Javaheri: The greatest challenge for tenants in the tight West Hollywood market is the lack of parking spaces. Most of the residential areas are permit based, and vacant space on which to build lots is extremely limited. In addition, many of the tenants are foreign-born and are cautious to invest in larger commercial space that would give them a greater allotment of parking area. Tenants with extra capital are overcoming this challenge by budgeting not only for the rent of their storefront, but also for the rent of parking spots in nearby public or private lots.
Another challenge for tenants is the current lack of rent abatement and tenant improvement dollars provided by landlords. In years when it was a soft market, businesses could expect to negotiate these terms, but landlords are in a position to choose among competitive tenants who will demand little to no rent and improvement allowance.
GlobeSt.com: What types of retailers are in the highest demand from landlords?
Javaheri: There's not so much a particular retail channel on trend as there is a wealth of tenants in all businesses who are interested in creative space.

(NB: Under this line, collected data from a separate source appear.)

//! HTML-like markup codec for post bodies.
//!
//! The parser is deliberately lenient: it never fails, drops comments and
//! doctype-ish declarations, ignores stray end tags and closes whatever is
//! still open at end of input. Everything it returns has already been through
//! [`sanitize`], so markup supplied by the hosting application or pasted as a
//! raw fragment cannot smuggle scripts into a post.

use smol_str::SmolStr;

/// Elements that never have children or an end tag.
pub const VOID_ELEMENTS: &[&str] = &[
    "area", "br", "col", "embed", "hr", "img", "input", "link", "meta", "param", "source", "track",
    "wbr",
];

/// Elements whose content is raw text up to the matching end tag.
const RAW_TEXT_ELEMENTS: &[&str] = &["script", "style", "textarea", "title"];

/// Raw text elements whose content still has character references decoded.
const RCDATA_ELEMENTS: &[&str] = &["textarea", "title"];

/// Elements dropped with their whole subtree by the sanitizer.
const DROPPED_ELEMENTS: &[&str] = &["script", "style", "object", "embed", "applet", "frameset"];

/// Attributes that carry a URL and are checked against [`is_safe_url`].
const URL_ATTRIBUTES: &[&str] = &["href", "src", "action", "formaction", "poster", "xlink:href"];

/// Block-level elements. Inserting one of these splits the enclosing block.
pub const BLOCK_ELEMENTS: &[&str] = &[
    "address", "article", "aside", "blockquote", "div", "dl", "figure", "footer", "h1", "h2", "h3",
    "h4", "h5", "h6", "header", "hr", "li", "ol", "p", "pre", "section", "table", "ul",
];

/// Elements that count as content even though they hold no text.
pub const MEDIA_ELEMENTS: &[&str] = &["img", "video", "audio", "iframe", "hr", "embed", "source"];

pub fn is_void(tag: &str) -> bool {
    VOID_ELEMENTS.contains(&tag)
}

pub fn is_block(tag: &str) -> bool {
    BLOCK_ELEMENTS.contains(&tag)
}

/// A detached markup tree, used for parsing and for building embeds.
#[derive(Debug, Clone, PartialEq, Eq)]
pub enum HtmlNode {
    Text(String),
    Element(HtmlElement),
}

#[derive(Debug, Clone, PartialEq, Eq)]
pub struct HtmlElement {
    pub tag: SmolStr,
    pub attrs: Vec<(SmolStr, String)>,
    pub children: Vec<HtmlNode>,
}

impl HtmlElement {
    pub fn new(tag: impl Into<SmolStr>) -> Self {
        Self {
            tag: tag.into(),
            attrs: Vec::new(),
            children: Vec::new(),
        }
    }

    pub fn with_attr(mut self, name: impl Into<SmolStr>, value: impl Into<String>) -> Self {
        self.attrs.push((name.into(), value.into()));
        self
    }

    pub fn with_child(mut self, child: impl Into<HtmlNode>) -> Self {
        self.children.push(child.into());
        self
    }

    pub fn attr(&self, name: &str) -> Option<&str> {
        self.attrs
            .iter()
            .find(|(k, _)| k == name)
            .map(|(_, v)| v.as_str())
    }
}

impl From<HtmlElement> for HtmlNode {
    fn from(el: HtmlElement) -> Self {
        HtmlNode::Element(el)
    }
}

impl HtmlNode {
    pub fn text(text: impl Into<String>) -> Self {
        HtmlNode::Text(text.into())
    }

    /// Whether this node or any descendant is a block-level element.
    pub fn contains_block(&self) -> bool {
        match self {
            HtmlNode::Text(_) => false,
            HtmlNode::Element(el) => {
                is_block(&el.tag) || el.children.iter().any(HtmlNode::contains_block)
            }
        }
    }
}

/// A sanitized list of top-level nodes ready to be inserted into a document.
#[derive(Debug, Clone, Default, PartialEq, Eq)]
pub struct Fragment {
    nodes: Vec<HtmlNode>,
}

impl Fragment {
    pub fn new(nodes: Vec<HtmlNode>) -> Self {
        Self {
            nodes: sanitize(nodes),
        }
    }

    pub fn parse(markup: &str) -> Self {
        Self {
            nodes: parse(markup),
        }
    }

    pub fn nodes(&self) -> &[HtmlNode] {
        &self.nodes
    }

    pub fn is_empty(&self) -> bool {
        self.nodes.is_empty()
    }

    pub fn contains_block(&self) -> bool {
        self.nodes.iter().any(HtmlNode::contains_block)
    }

    pub fn to_html(&self) -> String {
        let mut out = String::new();
        for node in &self.nodes {
            write_node(&mut out, node);
        }
        out
    }
}

// === Serialization ===

pub fn escape_text(out: &mut String, text: &str) {
    for c in text.chars() {
        match c {
            '&' => out.push_str("&amp;"),
            '<' => out.push_str("&lt;"),
            '>' => out.push_str("&gt;"),
            '\u{a0}' => out.push_str("&nbsp;"),
            c => out.push(c),
        }
    }
}

pub fn escape_attr(out: &mut String, value: &str) {
    for c in value.chars() {
        match c {
            '&' => out.push_str("&amp;"),
            '"' => out.push_str("&quot;"),
            '\u{a0}' => out.push_str("&nbsp;"),
            c => out.push(c),
        }
    }
}

pub fn write_open_tag<'a>(
    out: &mut String,
    tag: &str,
    attrs: impl IntoIterator<Item = (&'a str, &'a str)>,
) {
    out.push('<');
    out.push_str(tag);
    for (name, value) in attrs {
        out.push(' ');
        out.push_str(name);
        out.push_str("=\"");
        escape_attr(out, value);
        out.push('"');
    }
    out.push('>');
}

pub fn write_close_tag(out: &mut String, tag: &str) {
    if !is_void(tag) {
        out.push_str("</");
        out.push_str(tag);
        out.push('>');
    }
}

pub fn write_node(out: &mut String, node: &HtmlNode) {
    match node {
        HtmlNode::Text(text) => escape_text(out, text),
        HtmlNode::Element(el) => {
            write_open_tag(
                out,
                &el.tag,
                el.attrs.iter().map(|(k, v)| (k.as_str(), v.as_str())),
            );
            if !is_void(&el.tag) {
                for child in &el.children {
                    write_node(out, child);
                }
            }
            write_close_tag(out, &el.tag);
        }
    }
}

// === Parsing ===

/// Parse and sanitize markup.
pub fn parse(markup: &str) -> Vec<HtmlNode> {
    sanitize(parse_unsanitized(markup))
}

fn parse_unsanitized(markup: &str) -> Vec<HtmlNode> {
    let mut stack: Vec<HtmlElement> = vec![HtmlElement::new("#root")];
    let bytes = markup.as_bytes();
    let mut pos = 0;

    while pos < markup.len() {
        let rest = &markup[pos..];
        if rest.starts_with("<!--") {
            pos += rest[4..].find("-->").map(|i| i + 7).unwrap_or(rest.len());
        } else if rest.starts_with("</") {
            let end = rest.find('>').map(|i| i + 1).unwrap_or(rest.len());
            let name = rest[2..end]
                .trim_end_matches('>')
                .trim()
                .to_ascii_lowercase();
            close_element(&mut stack, &name);
            pos += end;
        } else if rest.starts_with("<!") || rest.starts_with("<?") {
            pos += rest.find('>').map(|i| i + 1).unwrap_or(rest.len());
        } else if rest.starts_with('<') && bytes.get(pos + 1).is_some_and(u8::is_ascii_alphabetic) {
            let (element, self_closing, consumed) = parse_start_tag(rest);
            pos += consumed;
            let tag = element.tag.clone();
            if RAW_TEXT_ELEMENTS.contains(&tag.as_str()) && !self_closing {
                let (raw, consumed) = raw_text(&markup[pos..], &tag);
                pos += consumed;
                let mut element = element;
                if !raw.is_empty() {
                    let text = if RCDATA_ELEMENTS.contains(&tag.as_str()) {
                        decode_entities(raw)
                    } else {
                        raw.to_owned()
                    };
                    element.children.push(HtmlNode::Text(text));
                }
                push_node(&mut stack, HtmlNode::Element(element));
            } else if is_void(&tag) || self_closing {
                push_node(&mut stack, HtmlNode::Element(element));
            } else {
                stack.push(element);
            }
        } else {
            // Text runs to the next '<'. A '<' that opened nothing is literal.
            let skip = usize::from(rest.starts_with('<'));
            let end = rest[skip..]
                .find('<')
                .map(|i| i + skip)
                .unwrap_or(rest.len());
            push_text(&mut stack, &decode_entities(&rest[..end]));
            pos += end;
        }
    }

    while stack.len() > 1 {
        pop_into_parent(&mut stack);
    }
    stack.pop().map(|root| root.children).unwrap_or_default()
}

fn push_node(stack: &mut [HtmlElement], node: HtmlNode) {
    if let Some(top) = stack.last_mut() {
        top.children.push(node);
    }
}

fn push_text(stack: &mut [HtmlElement], text: &str) {
    if text.is_empty() {
        return;
    }
    if let Some(top) = stack.last_mut() {
        match top.children.last_mut() {
            Some(HtmlNode::Text(prev)) => prev.push_str(text),
            _ => top.children.push(HtmlNode::Text(text.to_owned())),
        }
    }
}

fn pop_into_parent(stack: &mut Vec<HtmlElement>) {
    if stack.len() > 1
        && let Some(el) = stack.pop()
    {
        push_node(stack, HtmlNode::Element(el));
    }
}

fn close_element(stack: &mut Vec<HtmlElement>, name: &str) {
    // Index 0 is the synthetic root and never matches.
    let Some(idx) = stack.iter().rposition(|el| el.tag == name) else {
        return;
    };
    if idx == 0 {
        return;
    }
    while stack.len() > idx {
        pop_into_parent(stack);
    }
}

fn raw_text<'a>(rest: &'a str, tag: &str) -> (&'a str, usize) {
    let lower = rest.to_ascii_lowercase();
    let needle = format!("</{tag}");
    match lower.find(&needle) {
        Some(start) => {
            let end = rest[start..]
                .find('>')
                .map(|i| start + i + 1)
                .unwrap_or(rest.len());
            (&rest[..start], end)
        }
        None => (rest, rest.len()),
    }
}

/// Parse `<tag attr=...>` at the start of `input`.
///
/// Returns the element, whether it was written self-closing, and how many
/// bytes were consumed.
fn parse_start_tag(input: &str) -> (HtmlElement, bool, usize) {
    let mut chars = input.char_indices().peekable();
    chars.next(); // '<'

    let mut name = String::new();
    while let Some(&(_, c)) = chars.peek() {
        if c.is_ascii_alphanumeric() || c == '-' || c == ':' {
            name.push(c.to_ascii_lowercase());
            chars.next();
        } else {
            break;
        }
    }
    let mut element = HtmlElement::new(name);
    let mut self_closing = false;

    loop {
        while chars.peek().is_some_and(|&(_, c)| c.is_whitespace()) {
            chars.next();
        }
        let Some(&(i, c)) = chars.peek() else {
            return (element, self_closing, input.len());
        };
        match c {
            '>' => return (element, self_closing, i + 1),
            '/' => {
                chars.next();
                self_closing = chars.peek().is_some_and(|&(_, c)| c == '>');
            }
            _ => {
                let mut attr_name = String::new();
                while let Some(&(_, c)) = chars.peek() {
                    if c.is_whitespace() || c == '=' || c == '>' || c == '/' {
                        break;
                    }
                    attr_name.push(c.to_ascii_lowercase());
                    chars.next();
                }
                while chars.peek().is_some_and(|&(_, c)| c.is_whitespace()) {
                    chars.next();
                }
                let mut value = String::new();
                if chars.peek().is_some_and(|&(_, c)| c == '=') {
                    chars.next();
                    while chars.peek().is_some_and(|&(_, c)| c.is_whitespace()) {
                        chars.next();
                    }
                    match chars.peek().map(|&(_, c)| c) {
                        Some(quote @ ('"' | '\'')) => {
                            chars.next();
                            for (_, c) in chars.by_ref() {
                                if c == quote {
                                    break;
                                }
                                value.push(c);
                            }
                        }
                        _ => {
                            while let Some(&(_, c)) = chars.peek() {
                                if c.is_whitespace() || c == '>' {
                                    break;
                                }
                                value.push(c);
                                chars.next();
                            }
                        }
                    }
                }
                if !attr_name.is_empty() && element.attr(&attr_name).is_none() {
                    element
                        .attrs
                        .push((attr_name.into(), decode_entities(&value)));
                }
            }
        }
    }
}

/// Decode the character references the serializer produces, plus numeric ones.
/// Unknown references are kept verbatim.
pub fn decode_entities(input: &str) -> String {
    if !input.contains('&') {
        return input.to_owned();
    }
    let mut out = String::with_capacity(input.len());
    let mut rest = input;
    while let Some(amp) = rest.find('&') {
        out.push_str(&rest[..amp]);
        rest = &rest[amp..];
        let decoded = rest[1..].find(';').filter(|&i| i <= 10).and_then(|semi| {
            let name = &rest[1..semi + 1];
            let c = match name {
                "amp" => Some('&'),
                "lt" => Some('<'),
                "gt" => Some('>'),
                "quot" => Some('"'),
                "apos" => Some('\''),
                "nbsp" => Some('\u{a0}'),
                _ => name.strip_prefix('#').and_then(|num| {
                    let code = match num.strip_prefix(['x', 'X']) {
                        Some(hex) => u32::from_str_radix(hex, 16).ok(),
                        None => num.parse::<u32>().ok(),
                    };
                    code.and_then(char::from_u32)
                }),
            };
            c.map(|c| (c, semi + 2))
        });
        match decoded {
            Some((c, len)) => {
                out.push(c);
                rest = &rest[len..];
            }
            None => {
                out.push('&');
                rest = &rest[1..];
            }
        }
    }
    out.push_str(rest);
    out
}

// === Sanitizing ===

/// Strip script-capable content from parsed markup.
pub fn sanitize(nodes: Vec<HtmlNode>) -> Vec<HtmlNode> {
    nodes.into_iter().filter_map(sanitize_node).collect()
}

fn sanitize_node(node: HtmlNode) -> Option<HtmlNode> {
    match node {
        HtmlNode::Text(_) => Some(node),
        HtmlNode::Element(mut el) => {
            if DROPPED_ELEMENTS.contains(&el.tag.as_str()) || el.tag.is_empty() {
                tracing::debug!(target: "folio::html", tag = %el.tag, "dropping element");
                return None;
            }
            el.attrs.retain(|(name, value)| {
                if name.starts_with("on") || name == "srcdoc" {
                    return false;
                }
                !URL_ATTRIBUTES.contains(&name.as_str()) || is_safe_url(value)
            });
            el.children = sanitize(el.children);
            Some(HtmlNode::Element(el))
        }
    }
}

/// Whether a URL may be placed in a link or media attribute.
pub fn is_safe_url(url: &str) -> bool {
    let compact: String = url
        .chars()
        .filter(|c| !c.is_whitespace() && !c.is_control())
        .collect::<String>()
        .to_ascii_lowercase();
    !(compact.starts_with("javascript:")
        || compact.starts_with("vbscript:")
        || compact.starts_with("data:text"))
}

Opportunistic landlords are building out their existing spaces with open floor plans, high ceilings, and exposed plumbing and fixtures; these spaces tend to make both the asking and effective rate jump. All sorts of tenants, from small web/tech firms to boutiques to neighborhood service and amenities-types, are interested in renting creative space.
GlobeSt.com: What is your outlook for this market over the next year? If things continue to tighten, where will retailers go?
Javaheri: Once the bulk of the new developments in the city are completed and leased out, I believe that demand will level off slightly, but will still remain high. I can't see the diversity of tenants and space requirements remaining in this market if rents go much higher. At this point, smaller store front spaces are most desirable – 600 to 800 square feet is the requirement in highest demand, with spaces up to 1,000 square feet remaining tight. The majority of tenants can't afford or don't want to lease larger spaces due to the rent moving up as a result of more space, and if they're priced out of these smaller spaces then they will almost certainly vacate and move further east or south, where the rent is significantly less. If this happens, vacancies would rise, and national tenants would be the primary occupiers left for these spaces.